The Israeli military said on Monday it was fighting a “war of attrition” in Gaza and that a ground invasion remains possible.
Over the past week, 200 people in Gaza have been killed by Israeli air strikes and eight people in Israel killed by rocket fire from the Palestinian enclave, according to medical officials.
Although there have been international calls for an end to the daily bombardment, neither side has talked publicly about a ceasefire.
“This is a war of attrition, the IDF [Israeli military] can go on with this forever and they [Hamas] can go on with their rockets, sadly, also for a very long time,” an Israeli military official told journalists.
"The price they are paying is rising higher and higher," the military official said, referring to the Hamas militant movement which controls Gaza.
“[We] are providing the political level with the conditions to talk about, with whoever will broker such a deal with Hamas, for a diplomatic end for this fighting,” he added.
Hundreds of Israeli strikes on Gaza have caused extensive damage to infrastructure, with roads leading to hospitals hit and sewage spilling out onto the streets in some areas, after pipes were destroyed.
The UN said Gaza residents are currently receiving only around six to eight hours of electricity daily.
More than 3,150 rockets have been fired from Gaza over the past week, according to Israel, some of which have hit buildings and roads.

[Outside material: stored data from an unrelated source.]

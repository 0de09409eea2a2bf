use actix_web::{HttpRequest, HttpResponse, Result as ActixResult, web};
use once_cell::sync::Lazy;

use crate::middlewares::{self, RequireCapability};
use crate::models::{
    enrollments::{CreateEnrollmentRequest, EnrollmentQuery, UpdateEnrollmentRequest},
    users::capabilities::Capability,
};
use crate::services::EnrollmentService;
use crate::utils::SafeIDI64;

static ENROLLMENT_SERVICE: Lazy<EnrollmentService> = Lazy::new(EnrollmentService::new_lazy);

pub async fn list_enrollments(
    req: HttpRequest,
    query: web::Query<EnrollmentQuery>,
) -> ActixResult<HttpResponse> {
    ENROLLMENT_SERVICE
        .list_enrollments(&req, query.into_inner())
        .await
}

pub async fn create_enrollment(
    req: HttpRequest,
    enrollment_data: web::Json<CreateEnrollmentRequest>,
) -> ActixResult<HttpResponse> {
    ENROLLMENT_SERVICE
        .create_enrollment(&req, enrollment_data.into_inner())
        .await
}

pub async fn update_enrollment(
    req: HttpRequest,
    id: SafeIDI64,
    update_data: web::Json<UpdateEnrollmentRequest>,
) -> ActixResult<HttpResponse> {
    ENROLLMENT_SERVICE
        .update_enrollment(&req, id.0, update_data.into_inner())
        .await
}

pub async fn delete_enrollment(req: HttpRequest, id: SafeIDI64) -> ActixResult<HttpResponse> {
    ENROLLMENT_SERVICE.delete_enrollment(&req, id.0).await
}

pub fn configure_enrollment_routes(cfg: &mut web::ServiceConfig) {
    cfg.service(
        web::scope("/api/v1/enrollments")
            .wrap(middlewares::RequireJWT)
            .service(
                web::scope("")
                    .wrap(RequireCapability::new(Capability::ManageEnrollments))
                    .route("", web::get().to(list_enrollments))
                    .route("", web::post().to(create_enrollment))
                    .route("/{id}", web::put().to(update_enrollment))
                    .route("/{id}", web::delete().to(delete_enrollment)),
            ),
    );
}
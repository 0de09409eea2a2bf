use actix_web::{HttpRequest, HttpResponse, Result as ActixResult};

use super::GradeService;
use super::entries::build_report_card;
use crate::models::{ApiResponse, ErrorCode};
use crate::services::students::can_view_student;
use crate::services::{Actor, error_response, forbidden, not_found, resolve_actor};

pub async fn my_report_card(
    service: &GradeService,
    request: &HttpRequest,
) -> ActixResult<HttpResponse> {
    let storage = service.get_storage(request);

    let student = match resolve_actor(&storage, request).await {
        Ok(Actor::Student(_, student)) => student,
        Ok(_) => {
            return Ok(forbidden(
                ErrorCode::Forbidden,
                "Only students have a personal report card",
            ));
        }
        Err(resp) => return Ok(resp),
    };

    match build_report_card(&storage, student).await {
        Ok(card) => Ok(HttpResponse::Ok().json(ApiResponse::success(
            card,
            "Report card retrieved successfully",
        ))),
        Err(e) => Ok(error_response(&e, "Failed to build report card")),
    }
}

pub async fn report_card(
    service: &GradeService,
    request: &HttpRequest,
    student_id: i64,
) -> ActixResult<HttpResponse> {
    let storage = service.get_storage(request);

    let actor = match resolve_actor(&storage, request).await {
        Ok(actor) => actor,
        Err(resp) => return Ok(resp),
    };

    let student = match storage.get_student_by_id(student_id).await {
        Ok(Some(student)) => student,
        Ok(None) => return Ok(not_found(ErrorCode::StudentNotFound, "Student not found")),
        Err(e) => return Ok(error_response(&e, "Failed to load student")),
    };

    // 权限校验
    let allowed = match can_view_student(&storage, &actor, &student).await {
        Ok(allowed) => allowed,
        Err(resp) => return Ok(resp),
    };
    if !allowed {
        return Ok(forbidden(
            ErrorCode::Forbidden,
            "You are not allowed to view this report card",
        ));
    }

    match build_report_card(&storage, student).await {
        Ok(card) => Ok(HttpResponse::Ok().json(ApiResponse::success(
            card,
            "Report card retrieved successfully",
        ))),
        Err(e) => Ok(error_response(&e, "Failed to build report card")),
    }
}
use actix_web::{HttpRequest, HttpResponse, Result as ActixResult, web};
use once_cell::sync::Lazy;

use crate::middlewares::{self, RequireCapability};
use crate::models::{
    attendance::{AttendanceQuery, AttendanceSummaryQuery, MarkAttendanceRequest, RollCallRequest},
    users::capabilities::Capability,
};
use crate::services::AttendanceService;

static ATTENDANCE_SERVICE: Lazy<AttendanceService> = Lazy::new(AttendanceService::new_lazy);

pub async fn mark_attendance(
    req: HttpRequest,
    body: web::Json<MarkAttendanceRequest>,
) -> ActixResult<HttpResponse> {
    ATTENDANCE_SERVICE.mark(&req, body.into_inner()).await
}

pub async fn roll_call(
    req: HttpRequest,
    body: web::Json<RollCallRequest>,
) -> ActixResult<HttpResponse> {
    ATTENDANCE_SERVICE.roll_call(&req, body.into_inner()).await
}

pub async fn list_attendance(
    req: HttpRequest,
    query: web::Query<AttendanceQuery>,
) -> ActixResult<HttpResponse> {
    ATTENDANCE_SERVICE.list(&req, query.into_inner()).await
}

pub async fn attendance_summary(
    req: HttpRequest,
    query: web::Query<AttendanceSummaryQuery>,
) -> ActixResult<HttpResponse> {
    ATTENDANCE_SERVICE.summary(&req, query.into_inner()).await
}

pub fn configure_attendance_routes(cfg: &mut web::ServiceConfig) {
    cfg.service(
        web::scope("/api/v1/attendance")
            .wrap(middlewares::RequireJWT)
            .service(
                web::resource("")
                    // 查询范围由角色决定
                    .route(web::get().to(list_attendance))
                    .route(
                        web::put()
                            .to(mark_attendance)
                            .wrap(RequireCapability::new(Capability::RecordAttendance)),
                    ),
            )
            .route(
                "/roll-call",
                web::post()
                    .to(roll_call)
                    .wrap(RequireCapability::new(Capability::RecordAttendance)),
            )
            .route("/summary", web::get().to(attendance_summary)),
    );
}
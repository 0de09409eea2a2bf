//! 入班记录存储操作

use super::{SeaOrmStorage, write_error};
use crate::entity::classes::{Column as ClassColumn, Entity as Classes};
use crate::entity::enrollments::{ActiveModel, Column, Entity as Enrollments, Model};
use crate::entity::from_timestamp;
use crate::entity::students::{Column as StudentColumn, Entity as Students};
use crate::errors::{Result, SchoolHubError};
use crate::models::enrollments::{Enrollment, EnrollmentQuery, EnrollmentStatus};
use sea_orm::{
    ActiveModelTrait, ColumnTrait, EntityTrait, QueryFilter, QueryOrder, Set, TransactionTrait,
};
use std::collections::HashMap;

impl SeaOrmStorage {
    /// 学生入班
    ///
    /// 学生同一时间只在一个班级有效：其它有效记录转为 transferred。
    /// 已有 (学生, 班级) 记录时重新激活而不是新建。
    pub async fn create_enrollment_impl(
        &self,
        student_id: i64,
        class_id: i64,
    ) -> Result<Enrollment> {
        let now = chrono::Utc::now().timestamp();

        let txn = self
            .db
            .begin()
            .await
            .map_err(|e| SchoolHubError::database_operation(format!("开启事务失败: {e}")))?;

        Enrollments::update_many()
            .col_expr(
                Column::Status,
                sea_orm::sea_query::Expr::value(EnrollmentStatus::Transferred.to_string()),
            )
            .filter(Column::StudentId.eq(student_id))
            .filter(Column::ClassId.ne(class_id))
            .filter(Column::Status.eq(EnrollmentStatus::Active.to_string()))
            .exec(&txn)
            .await
            .map_err(|e| SchoolHubError::database_operation(format!("转出原班级失败: {e}")))?;

        let existing = Enrollments::find()
            .filter(Column::StudentId.eq(student_id))
            .filter(Column::ClassId.eq(class_id))
            .one(&txn)
            .await
            .map_err(|e| SchoolHubError::database_operation(format!("查询入班记录失败: {e}")))?;

        let model = match existing {
            Some(existing) => {
                let mut model: ActiveModel = existing.into();
                model.status = Set(EnrollmentStatus::Active.to_string());
                model.enrolled_at = Set(now);
                model
                    .update(&txn)
                    .await
                    .map_err(|e| write_error("更新入班记录失败", e))?
            }
            None => ActiveModel {
                student_id: Set(student_id),
                class_id: Set(class_id),
                status: Set(EnrollmentStatus::Active.to_string()),
                enrolled_at: Set(now),
                ..Default::default()
            }
            .insert(&txn)
            .await
            .map_err(|e| write_error("创建入班记录失败", e))?,
        };

        txn.commit()
            .await
            .map_err(|e| SchoolHubError::database_operation(format!("提交事务失败: {e}")))?;

        self.assemble_enrollments(vec![model])
            .await?
            .pop()
            .ok_or_else(|| SchoolHubError::not_found("入班记录创建后未找到"))
    }

    pub async fn get_enrollment_by_id_impl(&self, id: i64) -> Result<Option<Enrollment>> {
        let Some(model) = Enrollments::find_by_id(id)
            .one(&self.db)
            .await
            .map_err(|e| SchoolHubError::database_operation(format!("查询入班记录失败: {e}")))?
        else {
            return Ok(None);
        };

        Ok(self.assemble_enrollments(vec![model]).await?.pop())
    }

    pub async fn list_enrollments_impl(&self, query: EnrollmentQuery) -> Result<Vec<Enrollment>> {
        let mut select = Enrollments::find();

        if let Some(class_id) = query.class_id {
            select = select.filter(Column::ClassId.eq(class_id));
        }
        if let Some(student_id) = query.student_id {
            select = select.filter(Column::StudentId.eq(student_id));
        }
        if let Some(status) = query.status {
            select = select.filter(Column::Status.eq(status.to_string()));
        }

        let models = select
            .order_by_desc(Column::EnrolledAt)
            .order_by_desc(Column::Id)
            .all(&self.db)
            .await
            .map_err(|e| {
                SchoolHubError::database_operation(format!("查询入班记录列表失败: {e}"))
            })?;

        self.assemble_enrollments(models).await
    }

    pub async fn update_enrollment_status_impl(
        &self,
        id: i64,
        status: EnrollmentStatus,
    ) -> Result<Option<Enrollment>> {
        let Some(existing) = Enrollments::find_by_id(id)
            .one(&self.db)
            .await
            .map_err(|e| SchoolHubError::database_operation(format!("查询入班记录失败: {e}")))?
        else {
            return Ok(None);
        };

        let mut model: ActiveModel = existing.into();
        model.status = Set(status.to_string());
        let result = model
            .update(&self.db)
            .await
            .map_err(|e| write_error("更新入班记录失败", e))?;

        Ok(self.assemble_enrollments(vec![result]).await?.pop())
    }

    pub async fn delete_enrollment_impl(&self, id: i64) -> Result<bool> {
        let result = Enrollments::delete_by_id(id)
            .exec(&self.db)
            .await
            .map_err(|e| SchoolHubError::database_operation(format!("删除入班记录失败: {e}")))?;

        Ok(result.rows_affected > 0)
    }

    /// 学生当前所在班级：学生ID → (班级ID, 班级名)
    pub(super) async fn active_classes_for(
        &self,
        student_ids: &[i64],
    ) -> Result<HashMap<i64, (i64, String)>> {
        if student_ids.is_empty() {
            return Ok(HashMap::new());
        }

        let enrollments = Enrollments::find()
            .filter(Column::StudentId.is_in(student_ids.iter().copied()))
            .filter(Column::Status.eq(EnrollmentStatus::Active.to_string()))
            .order_by_asc(Column::EnrolledAt)
            .order_by_asc(Column::Id)
            .all(&self.db)
            .await
            .map_err(|e| SchoolHubError::database_operation(format!("查询入班记录失败: {e}")))?;

        if enrollments.is_empty() {
            return Ok(HashMap::new());
        }

        let class_names: HashMap<i64, String> = Classes::find()
            .filter(ClassColumn::Id.is_in(enrollments.iter().map(|e| e.class_id)))
            .all(&self.db)
            .await
            .map_err(|e| SchoolHubError::database_operation(format!("查询班级信息失败: {e}")))?
            .into_iter()
            .map(|c| (c.id, c.name))
            .collect();

        // 按入班时间升序写入，最近一次覆盖较早的
        let mut result = HashMap::new();
        for enrollment in enrollments {
            if let Some(name) = class_names.get(&enrollment.class_id) {
                result.insert(enrollment.student_id, (enrollment.class_id, name.clone()));
            }
        }
        Ok(result)
    }

    async fn assemble_enrollments(&self, models: Vec<Model>) -> Result<Vec<Enrollment>> {
        if models.is_empty() {
            return Ok(Vec::new());
        }

        let student_names: HashMap<i64, String> = Students::find()
            .filter(StudentColumn::Id.is_in(models.iter().map(|m| m.student_id)))
            .all(&self.db)
            .await
            .map_err(|e| SchoolHubError::database_operation(format!("查询学生信息失败: {e}")))?
            .into_iter()
            .map(|s| (s.id, s.name))
            .collect();

        let class_names: HashMap<i64, String> = Classes::find()
            .filter(ClassColumn::Id.is_in(models.iter().map(|m| m.class_id)))
            .all(&self.db)
            .await
            .map_err(|e| SchoolHubError::database_operation(format!("查询班级信息失败: {e}")))?
            .into_iter()
            .map(|c| (c.id, c.name))
            .collect();

        Ok(models
            .into_iter()
            .map(|m| Enrollment {
                id: m.id,
                student_id: m.student_id,
                student_name: student_names.get(&m.student_id).cloned().unwrap_or_default(),
                class_id: m.class_id,
                class_name: class_names.get(&m.class_id).cloned().unwrap_or_default(),
                status: m.status.parse().unwrap_or(EnrollmentStatus::Active),
                enrolled_at: from_timestamp(m.enrolled_at),
            })
            .collect())
    }
}
use actix_web::{HttpRequest, HttpResponse, Result as ActixResult};

use super::TeacherService;
use crate::models::{ApiResponse, PaginatedResponse, teachers::requests::TeacherQueryParams};
use crate::services::error_response;
use crate::utils::roster_filter::filter_roster;

pub async fn list_teachers(
    service: &TeacherService,
    request: &HttpRequest,
    query: TeacherQueryParams,
) -> ActixResult<HttpResponse> {
    let storage = service.get_storage(request);

    let teachers = match storage.list_teachers(query.status).await {
        Ok(teachers) => teachers,
        Err(e) => return Ok(error_response(&e, "Failed to retrieve teacher list")),
    };

    let filtered = filter_roster(teachers, query.search.as_deref().unwrap_or(""));
    Ok(HttpResponse::Ok().json(ApiResponse::success(
        PaginatedResponse::from_snapshot(filtered, &query.pagination),
        "Teacher list retrieved successfully",
    )))
}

Israel said it is targeting Hamas military targets, including an extensive network of tunnels that is used to transport fighters, weapons, fuel and food.
“We’re not trying to destroy hundreds of kilometres, we’re trying to create these choke points in order for the rest … being irrelevant,” the Israeli military official said.

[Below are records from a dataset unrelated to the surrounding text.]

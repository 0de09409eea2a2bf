pub mod requests;
pub mod responses;

pub use requests::LoginRequest;
pub use responses::{LoginResponse, RefreshTokenResponse};
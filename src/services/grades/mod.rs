pub mod entries;
pub mod me;
pub mod record;
pub mod report_card;
pub mod sheet;

use actix_web::{HttpRequest, HttpResponse, Result as ActixResult};

use crate::models::grades::requests::{GradeSheetQuery, RecordGradeRequest};

super::lazy_service!(GradeService);

impl GradeService {
    // 录入或清除某学期成绩
    pub async fn record_grade(
        &self,
        request: &HttpRequest,
        body: RecordGradeRequest,
    ) -> ActixResult<HttpResponse> {
        record::record_grade(self, request, body).await
    }

    // 教师成绩表
    pub async fn grade_sheet(
        &self,
        request: &HttpRequest,
        query: GradeSheetQuery,
    ) -> ActixResult<HttpResponse> {
        sheet::grade_sheet(self, request, query).await
    }

    // 学生本人成绩
    pub async fn my_grades(&self, request: &HttpRequest) -> ActixResult<HttpResponse> {
        me::my_grades(self, request).await
    }

    pub async fn my_report_card(&self, request: &HttpRequest) -> ActixResult<HttpResponse> {
        report_card::my_report_card(self, request).await
    }

    pub async fn report_card(
        &self,
        request: &HttpRequest,
        student_id: i64,
    ) -> ActixResult<HttpResponse> {
        report_card::report_card(self, request, student_id).await
    }
}
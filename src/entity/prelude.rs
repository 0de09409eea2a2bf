//! 预导入模块，方便使用

pub use super::assignments::{
    ActiveModel as AssignmentActiveModel, Entity as Assignments, Model as AssignmentModel,
};
pub use super::attendance::{
    ActiveModel as AttendanceActiveModel, Entity as Attendance, Model as AttendanceModel,
};
pub use super::classes::{ActiveModel as ClassActiveModel, Entity as Classes, Model as ClassModel};
pub use super::enrollments::{
    ActiveModel as EnrollmentActiveModel, Entity as Enrollments, Model as EnrollmentModel,
};
pub use super::grades::{ActiveModel as GradeActiveModel, Entity as Grades, Model as GradeModel};
pub use super::observations::{
    ActiveModel as ObservationActiveModel, Entity as Observations, Model as ObservationModel,
};
pub use super::students::{
    ActiveModel as StudentActiveModel, Entity as Students, Model as StudentModel,
};
pub use super::subjects::{
    ActiveModel as SubjectActiveModel, Entity as Subjects, Model as SubjectModel,
};
pub use super::teachers::{
    ActiveModel as TeacherActiveModel, Entity as Teachers, Model as TeacherModel,
};
pub use super::users::{ActiveModel as UserActiveModel, Entity as Users, Model as UserModel};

In a Sunday strike which Israel said was targeting tunnels, 42 people – including 10 children – were killed when their homes collapsed.
"The foundations of these buildings was hit in a way that made these buildings collapse," the military official said.
“This is very unfortunate and we are very sorry for any loss of life that happened.”
There have been fears the conflict could further escalate into a ground war, last seen in 2014, when a 50-day conflict left a devastating toll.
In 2014, at least 2,104 Palestinians – including 1,462 civilians, according to the UN, and 66 Israeli military personnel and seven civilians were killed.
Israeli troops have massed on the border for days and used tanks to strike Palestinian territory, accompanying intense shelling.
"I would not rule anything [out], including a ground forces attack, at this point," said the military official.
Israeli Prime Minister Benjamin Netanyahu, who is clinging to power after failing to form a coalition government this month, has not openly called for a ceasefire.
"We are continuing to take action, even at this hour, as long as necessary to restore quiet and security to you, citizens of Israel. It will yet take time," he said on Sunday evening.
Mr Netanyahu said Israel had received "very serious backing" from the US, whose envoy Hady Amr arrived in Tel Aviv on Friday.
Washington has so far avoided using the term "ceasefire" in public statements, although diplomatic sources told The National that US officials are pushing for an end to the hostilities.